November is Pancreatic Cancer Awareness Month

Linda Sutton November is Pancreatic Cancer Awareness Month - and pancreatic cancer is very much in need of awareness!  It is associated with the purple ribbon and is the 3rd most common cause of cancer-related deaths in the US. The incidence has increased steadily over the past 2 decades, making pancreatic one of the cancers with the fastest rate of growth in the population.   In North Carolina, over 1800 people, slightly more men than women, are expected to develop pancreatic cancer in 2020.

The pancreas is an organ in the upper abdomen that sits just behind the stomach.  For most people the pancreas quietly goes about its business of making insulin and specialized proteins called enzymes that break down the food we eat into nutrients that can be absorbed from the gut into the rest of the body. These facts explain much of the behavior common to pancreatic cancer.

Who gets pancreatic cancer?  Are there things that increase our risk – and can we do anything about those factors?  Pancreatic cancer occurs slightly more commonly in men and African-Americans, but almost all patients are over the age of 45 and the average age is 70.  There are cases of an inherited genetic change, known as a mutation, that increases the risk of pancreatic and other cancers in some families.

While there is not much we can do about our age, gender or family, other risk factors may be changeable.  Smoking leads the list of risk factors. In fact, the risk of pancreatic cancer is twice as high in smokers compared to nonsmokers.  About 25% of pancreatic cancers are thought to be due to smoking.  Other risk factors include being overweight, especially if that extra weight is carried around the abdomen; repeated inflammation of the pancreas – known as pancreatitis, and extended exposure to certain chemicals such as work related exposure to dry cleaning fluid or chemicals used in metal working.  We do have the ability to change many of these factors to decrease our risk as much as possible.

Sadly, pancreatic cancer is too often discovered in an advanced stage when the disease is difficult to successfully treat.  When patients with pancreatic cancer do develop symptoms, they are commonly the result of the cancer causing blockage of the tunnels or ducts through which the digestive enzymes pass to the intestines.  These symptoms include loss of appetite, weight loss, and nausea.
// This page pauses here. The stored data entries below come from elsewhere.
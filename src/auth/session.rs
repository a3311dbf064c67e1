// SPDX-License-Identifier: AGPL-3.0-or-later
//
// Copyright (C) 2026 Relational Network

//! Signed session tokens and their cookies.
//!
//! A token is `base64url(payload) . base64url(hmac-sha256(payload))`
//! over the server secret, where the payload records the wallet address
//! and issue time. Verification recomputes the tag in constant time and
//! enforces a server-side maximum age, so a stolen cookie stops working
//! even if the client ignores cookie expiry.

use base64ct::{Base64UrlUnpadded, Encoding};
use chrono::{DateTime, Utc};
use hmac::{Hmac, Mac};
use serde::{Deserialize, Serialize};
use sha2::Sha256;

use super::error::AuthError;
use crate::config;
use crate::error::ApiError;

type HmacSha256 = Hmac<Sha256>;

/// Cookie carrying the signed session token. Not readable from JS.
pub const SESSION_COOKIE: &str = "session";

/// Maximum session age (30 days), applied both as cookie `Max-Age` and
/// server-side against the payload's issue time.
pub const SESSION_MAX_AGE_SECS: i64 = 30 * 24 * 60 * 60;

#[derive(Serialize, Deserialize)]
struct SessionPayload {
    address: String,
    issued_at_ms: i64,
}

/// HMAC keys for issuing and verifying session tokens.
pub struct SessionKeys {
    secret: Vec<u8>,
}

impl SessionKeys {
    pub fn new(secret: &[u8]) -> Self {
        Self {
            secret: secret.to_vec(),
        }
    }

    /// Load the signing secret from `SESSION_SECRET`. Returns `None`
    /// when unset; the server must not start without it.
    pub fn from_env() -> Option<Self> {
        let secret = config::env_optional(config::SESSION_SECRET_ENV)?;
        Some(Self::new(secret.as_bytes()))
    }

    fn mac(&self) -> Result<HmacSha256, AuthError> {
        HmacSha256::new_from_slice(&self.secret).map_err(|_| AuthError::InvalidSession)
    }

    /// Issue a token for an address that just proved key ownership.
    pub fn issue(&self, address: &str, now: DateTime<Utc>) -> Result<String, ApiError> {
        let payload = serde_json::to_vec(&SessionPayload {
            address: address.to_string(),
            issued_at_ms: now.timestamp_millis(),
        })
        .map_err(|_| ApiError::internal("Failed to issue session"))?;

        let mut mac = self
            .mac()
            .map_err(|_| ApiError::internal("Failed to issue session"))?;
        mac.update(&payload);
        let tag = mac.finalize().into_bytes();

        Ok(format!(
            "{}.{}",
            Base64UrlUnpadded::encode_string(&payload),
            Base64UrlUnpadded::encode_string(&tag)
        ))
    }

    /// Validate a token and return the wallet address it names.
    pub fn verify(&self, token: &str, now: DateTime<Utc>) -> Result<String, AuthError> {
        let (payload_b64, tag_b64) = token.split_once('.').ok_or(AuthError::InvalidSession)?;
        let payload =
            Base64UrlUnpadded::decode_vec(payload_b64).map_err(|_| AuthError::InvalidSession)?;
        let tag = Base64UrlUnpadded::decode_vec(tag_b64).map_err(|_| AuthError::InvalidSession)?;

        let mut mac = self.mac()?;
        mac.update(&payload);
        // Constant-time comparison
        mac.verify_slice(&tag).map_err(|_| AuthError::InvalidSession)?;

        let payload: SessionPayload =
            serde_json::from_slice(&payload).map_err(|_| AuthError::InvalidSession)?;

        let age_ms = now.timestamp_millis().saturating_sub(payload.issued_at_ms);
        if age_ms > SESSION_MAX_AGE_SECS * 1000 {
            return Err(AuthError::SessionExpired);
        }

        Ok(payload.address)
    }
}

/// `Set-Cookie` value installing a session token.
pub fn session_cookie(token: &str) -> String {
    format!("{SESSION_COOKIE}={token}; Path=/; Max-Age={SESSION_MAX_AGE_SECS}; HttpOnly; SameSite=Lax")
}

/// `Set-Cookie` value removing the session cookie.
pub fn clear_session_cookie() -> String {
    format!("{SESSION_COOKIE}=; Path=/; Max-Age=0; HttpOnly; SameSite=Lax")
}
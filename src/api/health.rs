// SPDX-License-Identifier: AGPL-3.0-or-later
//
// Copyright (C) 2026 Relational Network

use axum::{extract::State, http::StatusCode, Json};
use serde::Serialize;
use std::path::Path;
use utoipa::ToSchema;

use crate::config::DATA_DIR_ENV;
use crate::state::AppState;

/// Health check response with individual component status.
#[derive(Debug, Serialize, ToSchema)]
pub struct ReadyResponse {
    /// Overall health status ("ok" or "degraded").
    pub status: String,
    /// Individual health checks and their results.
    pub checks: HealthChecks,
}

/// Individual health check results.
#[derive(Debug, Serialize, ToSchema)]
pub struct HealthChecks {
    /// Whether the service process is running.
    pub service: String,
    /// Whether the embedded store answers a read transaction.
    pub store: String,
    /// Data directory availability (if configured).
    #[serde(skip_serializing_if = "Option::is_none")]
    pub data_dir: Option<String>,
}

/// Simple health check response for liveness probes.
#[derive(Debug, Serialize, ToSchema)]
pub struct HealthResponse {
    pub status: String,
}

/// Check if the data directory exists and is accessible.
fn check_data_dir() -> Option<String> {
    if let Ok(dir) = std::env::var(DATA_DIR_ENV) {
        if Path::new(&dir).exists() {
            Some("ok".to_string())
        } else {
            Some("missing".to_string())
        }
    } else {
        None
    }
}

/// Check that the role store can open a read transaction.
fn check_store(state: &AppState) -> String {
    match state.db.probe() {
        Ok(()) => "ok".to_string(),
        Err(err) => {
            tracing::warn!(error = %err, "Store probe failed");
            "unavailable".to_string()
        }
    }
}

/// Health check endpoint handler.
///
/// Returns 200 if all checks pass, 503 if any check fails.
#[utoipa::path(
    get,
    path = "/health",
    tag = "Health",
    responses(
        (status = 200, description = "Service is healthy", body = ReadyResponse),
        (status = 503, description = "Service is unhealthy", body = ReadyResponse)
    )
)]
pub async fn health(State(state): State<AppState>) -> (StatusCode, Json<ReadyResponse>) {
    let data_dir = check_data_dir();
    let store = check_store(&state);

    let data_ok = data_dir.as_ref().map(|s| s == "ok").unwrap_or(true);
    let all_ok = data_ok && store == "ok";

    let response = ReadyResponse {
        status: if all_ok { "ok" } else { "degraded" }.to_string(),
        checks: HealthChecks {
            service: "ok".to_string(),
            store,
            data_dir,
        },
    };

    let status = if all_ok {
        StatusCode::OK
    } else {
        StatusCode::SERVICE_UNAVAILABLE
    };

    (status, Json(response))
}

/// Liveness probe handler.
///
/// Always returns 200 if the process is running.
/// Does not check dependencies - use readiness for that.
#[utoipa::path(
    get,
    path = "/health/live",
    tag = "Health",
    responses(
        (status = 200, description = "Service is alive", body = HealthResponse)
    )
)]
pub async fn liveness() -> Json<HealthResponse> {
    Json(HealthResponse {
        status: "ok".to_string(),
    })
}

/// Readiness probe handler.
///
/// Returns 200 only if all dependencies are available.
/// Use for Kubernetes readiness probes.
#[utoipa::path(
    get,
    path = "/health/ready",
    tag = "Health",
    responses(
        (status = 200, description = "Service is ready", body = ReadyResponse),
        (status = 503, description = "Service is not ready", body = ReadyResponse)
    )
)]
pub async fn readiness(state: State<AppState>) -> (StatusCode, Json<ReadyResponse>) {
    health(state).await
}

#[cfg(test)]
mod tests {
    use super::*;
    use crate::auth::SessionKeys;
    use crate::chain::IndexerClient;
    use crate::storage::AuthDatabase;

    fn test_state() -> (AppState, tempfile::TempDir) {
        let dir = tempfile::tempdir().unwrap();
        let db = AuthDatabase::open(&dir.path().join("test.redb")).unwrap();
        let indexer = IndexerClient::new("http://127.0.0.1:9", None).unwrap();
        let state = AppState::new(db, indexer, SessionKeys::new(b"test-secret"));
        (state, dir)
    }

    #[tokio::test]
    async fn health_reports_store_status() {
        let (state, _dir) = test_state();
        let (_, Json(response)) = health(State(state)).await;
        assert_eq!(response.checks.service, "ok");
        assert_eq!(response.checks.store, "ok");
    }

    #[tokio::test]
    async fn liveness_is_always_ok() {
        let Json(response) = liveness().await;
        assert_eq!(response.status, "ok");
    }
}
Less commonly, patients might have abdominal and/or back pain from growth of the cancer into surrounding structures. Symptoms are often blamed on something else or dismissed as minor, at least initially.  Diabetes that develops suddenly later in life, might also signal a change in the function of the pancreas due to pancreatic cancer. Symptoms that persist or occur repeatedly should be discussed with a healthcare provider.

As with many cancers, avoiding smoking, maintaining a healthy weight, and using protective equipment when exposed to toxic chemicals can go a long way in minimizing the risk for this deadly cancer.